The saposins A, B, C, and D, produced by proteolytic maturation of the same precursor protein, prosaposin, are sphingolipid-binding proteins which function as activators for lysosomal enzymes involved in sphingolipid hydrolysis. The alternative splicing of the prosaposin gene results in the inclusion or exclusion of exon 8 into transcribed prosaposin mRNA through the use of alternative acceptor sites. The relative abundance of each alternatively spliced mRNA was determined by reverse transcription-polymerase chain reaction in various human tissues and cell lines. Exon 8 codes for only three amino acid residues, Gln-Asp-Gln, in the saposin B domain of prosaposin. The prosaposin mRNA containing exon 8 is the major species in cultured skin fibroblasts, brain, and pituitary glands together with a smaller amount of mRNA devoid of exon 8, whereas the prosaposin mRNA detected in liver and lymphoblasts was devoid of exon 8 insertion. Previous structural modeling studies on saposin B have suggested that the Gln-Asp-Gln insertion occurs in an amphipathic alpha-helix region of the protein which is implicated in the binding of GM1-ganglioside. We report that synthetic peptides containing the alpha-helix, with and without the Gln-Asp-Gln insertion, have different binding affinities for GM1-ganglioside, sulfatide, and sphingomyelin.
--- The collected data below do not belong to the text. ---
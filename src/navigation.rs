//! Menu-driven browsing: source, search, title, episode, play.
//!
//! Screens and their transitions are plain data. [`transition`] decides where a
//! choice leads; [`Navigator`] only gathers choices and does the work behind
//! them. Backing out of a menu never ends the program; only a confirmed exit does.

use std::io;
use std::time::Duration;

use thiserror::Error;
use tracing::{debug, info, warn};

use crate::download::{Downloader, episode_path};
use crate::history::WatchHistory;
use crate::menu::Menu;
use crate::models::{ContentType, NavigationState, Title};
use crate::player::{Connector, MediaRequest, Player};
use crate::presence::{SharedPresence, lock_presence};
use crate::progress::{NowPlaying, ProgressReporter, TICK, format_time};
use crate::resolver::{self, ResolveError};
use crate::sources::Source;

#[derive(Error, Debug)]
pub enum NavError {
    #[error("terminal error: {0}")]
    Io(#[from] io::Error),
}

/// Screens a confirmation can return to.
#[derive(Debug, Clone, Copy, PartialEq, Eq)]
pub enum Origin {
    SourceSelect,
    Search,
    TitleSelect,
    EpisodeBrowse,
    Recovery,
}

impl From<Origin> for Screen {
    fn from(origin: Origin) -> Self {
        match origin {
            Origin::SourceSelect => Screen::SourceSelect,
            Origin::Search => Screen::Search,
            Origin::TitleSelect => Screen::TitleSelect,
            Origin::EpisodeBrowse => Screen::EpisodeBrowse,
            Origin::Recovery => Screen::Recovery,
        }
    }
}

#[derive(Debug, Clone, Copy, PartialEq, Eq)]
pub enum Screen {
    SourceSelect,
    Search,
    TitleSelect,
    EpisodeBrowse,
    ConfirmSwitch { back: Origin },
    ConfirmExit { back: Origin },
    Recovery,
    Exit,
}

impl Screen {
    fn origin(self) -> Option<Origin> {
        match self {
            Screen::SourceSelect => Some(Origin::SourceSelect),
            Screen::Search => Some(Origin::Search),
            Screen::TitleSelect => Some(Origin::TitleSelect),
            Screen::EpisodeBrowse => Some(Origin::EpisodeBrowse),
            Screen::Recovery => Some(Origin::Recovery),
            _ => None,
        }
    }
}

/// What the user did on a screen.
#[derive(Debug, Clone, Copy, PartialEq, Eq)]
pub enum Choice {
    Cancelled,
    SourcePicked,
    QuerySubmitted,
    NoResults,
    TitlePicked,
    /// An action that keeps the user on the same screen
    Handled,
    NewSearch,
    ChangeSource,
    ExitRequested,
    Confirmed(bool),
    Failed,
}

#[derive(Debug, Clone, Copy, PartialEq, Eq)]
pub enum Step {
    Stay,
    Go(Screen),
    Exit,
}
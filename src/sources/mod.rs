pub mod animecix;
pub mod openanime;

pub use animecix::AnimecixClient;
pub use openanime::OpenAnimeClient;

use std::future::Future;

use thiserror::Error;

use crate::config::SourcesConfig;
use crate::models::{Episode, Fansub, RawWatch, Season, Title, TitleRef};

#[derive(Error, Debug)]
pub enum SourceError {
    #[error("request failed: {0}")]
    Request(#[from] reqwest::Error),
    #[error("{url} returned HTTP {status}")]
    Status { status: u16, url: String },
    #[error("unexpected response: {0}")]
    Malformed(String),
    #[error("not supported by {provider}: {what}")]
    Unsupported { provider: &'static str, what: String },
}

/// Which catalogue a title came from. Selector shapes differ per kind.
#[derive(Debug, Clone, Copy, PartialEq, Eq, Hash)]
pub enum SourceKind {
    Animecix,
    OpenAnime,
}

impl SourceKind {
    pub const ALL: [SourceKind; 2] = [SourceKind::Animecix, SourceKind::OpenAnime];

    pub fn name(self) -> &'static str {
        match self {
            SourceKind::Animecix => "animecix",
            SourceKind::OpenAnime => "openanime",
        }
    }

    /// Slug sources pick a fansub per episode before asking for streams.
    pub fn is_slug_based(self) -> bool {
        matches!(self, SourceKind::OpenAnime)
    }
}

impl std::fmt::Display for SourceKind {
    fn fmt(&self, f: &mut std::fmt::Formatter<'_>) -> std::fmt::Result {
        f.write_str(self.name())
    }
}

/// What to fetch from a numeric-id source.
#[derive(Debug, Clone, PartialEq, Eq)]
pub enum IdTarget {
    Movie,
    Episode {
        url: String,
        season_index: usize,
        /// Position of the episode within its season
        season_episode_index: usize,
    },
}

/// Identifies one playable item in the shape its source expects.
#[derive(Debug, Clone, PartialEq, Eq)]
pub enum WatchSelector {
    ById {
        title_id: u64,
        target: IdTarget,
    },
    BySlug {
        slug: String,
        season: u32,
        episode: u32,
        fansub_id: String,
    },
}

/// A catalogue that can be searched and browsed down to raw stream data.
pub trait Source {
    fn kind(&self) -> SourceKind;

    fn search(&self, query: &str) -> impl Future<Output = Result<Vec<Title>, SourceError>> + Send;

    fn seasons(
        &self,
        reference: &TitleRef,
    ) -> impl Future<Output = Result<Season, SourceError>> + Send;

    /// All episodes of every season, in source order.
    fn episodes(
        &self,
        reference: &TitleRef,
    ) -> impl Future<Output = Result<Vec<Episode>, SourceError>> + Send;

    /// Release groups for one episode. Empty for sources without fansubs.
    fn fansubs(
        &self,
        reference: &TitleRef,
        episode: &Episode,
    ) -> impl Future<Output = Result<Vec<Fansub>, SourceError>> + Send;

    fn watch(
        &self,
        selector: &WatchSelector,
    ) -> impl Future<Output = Result<RawWatch, SourceError>> + Send;
}

/// Runtime choice between the concrete sources.
#[derive(Debug, Clone)]
pub enum AnySource {
    Animecix(AnimecixClient),
    OpenAnime(OpenAnimeClient),
}

impl AnySource {
    pub fn from_config(kind: SourceKind, config: &SourcesConfig, user_agent: &str) -> Self {
        match kind {
            SourceKind::Animecix => {
                AnySource::Animecix(AnimecixClient::new(&config.animecix, user_agent))
            }
            SourceKind::OpenAnime => {
                AnySource::OpenAnime(OpenAnimeClient::new(&config.openanime, user_agent))
            }
        }
    }
}

impl Source for AnySource {
    fn kind(&self) -> SourceKind {
        match self {
            AnySource::Animecix(s) => s.kind(),
            AnySource::OpenAnime(s) => s.kind(),
        }
    }

    async fn search(&self, query: &str) -> Result<Vec<Title>, SourceError> {
        match self {
            AnySource::Animecix(s) => s.search(query).await,
            AnySource::OpenAnime(s) => s.search(query).await,
        }
    }

    async fn seasons(&self, reference: &TitleRef) -> Result<Season, SourceError> {
        match self {
            AnySource::Animecix(s) => s.seasons(reference).await,
            AnySource::OpenAnime(s) => s.seasons(reference).await,
        }
    }

    async fn episodes(&self, reference: &TitleRef) -> Result<Vec<Episode>, SourceError> {
        match self {
            AnySource::Animecix(s) => s.episodes(reference).await,
            AnySource::OpenAnime(s) => s.episodes(reference).await,
        }
    }

    async fn fansubs(
        &self,
        reference: &TitleRef,
        episode: &Episode,
    ) -> Result<Vec<Fansub>, SourceError> {
        match self {
            AnySource::Animecix(s) => s.fansubs(reference, episode).await,
            AnySource::OpenAnime(s) => s.fansubs(reference, episode).await,
        }
    }

    async fn watch(&self, selector: &WatchSelector) -> Result<RawWatch, SourceError> {
        match self {
            AnySource::Animecix(s) => s.watch(selector).await,
            AnySource::OpenAnime(s) => s.watch(selector).await,
        }
    }
}

/// Folds Turkish letters to ASCII and joins words with `separator`.
pub fn normalize_query(query: &str, separator: &str) -> String {
    let folded: String = query
        .trim()
        .chars()
        .map(|c| match c {
            'ç' => 'c',
            'Ç' => 'C',
            'ğ' => 'g',
            'Ğ' => 'G',
            'ı' => 'i',
            'İ' => 'I',
            'ö' => 'o',
            'Ö' => 'O',
            'ş' => 's',
            'Ş' => 'S',
            'ü' => 'u',
            'Ü' => 'U',
            other => other,
        })
        .collect();

    folded
        .split_whitespace()
        .map(|word| urlencoding::encode(word).into_owned())
        .collect::<Vec<_>>()
        .join(separator)
}

pub(crate) fn http_client(user_agent: &str) -> reqwest::Client {
    reqwest::Client::builder()
        .user_agent(user_agent)
        .build()
        .unwrap_or_default()
}

pub(crate) fn ensure_success(response: &reqwest::Response) -> Result<(), SourceError> {
    let status = response.status();
    if status.is_success() {
        Ok(())
    } else {
        Err(SourceError::Status {
            status: status.as_u16(),
            url: response.url().to_string(),
        })
    }
}

#[cfg(test)]
mod tests {
    use super::*;

    #[test]
    fn test_normalize_query_folds_turkish() {
        assert_eq!(normalize_query("Şövalye Ğüçlü", "-"), "Sovalye-Guclu");
        assert_eq!(normalize_query("  one   piece ", "+"), "one+piece");
        assert_eq!(normalize_query("ıİ", "-"), "iI");
    }

    #[test]
    fn test_normalize_query_encodes_reserved() {
        assert_eq!(normalize_query("re:zero", "-"), "re%3Azero");
    }

    #[test]
    fn test_source_kind_names() {
        assert_eq!(SourceKind::Animecix.name(), "animecix");
        assert_eq!(SourceKind::OpenAnime.to_string(), "openanime");
        assert!(SourceKind::OpenAnime.is_slug_based());
        assert!(!SourceKind::Animecix.is_slug_based());
    }
}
The insertion of the Gln-Asp-Gln sequence completely abolishes the capacity of the peptide to bind GM1-ganglioside, whereas its affinity for sulfatide and sphingomyelin is increased about 4-fold and almost 2-fold, respectively. No significant binding of glucosylceramide was observed with both peptides. These results suggest that alternative splicing of prosaposin mRNA may change binding specificity of saposin B presumably to adapt to the variable sphingolipid composition of tissues.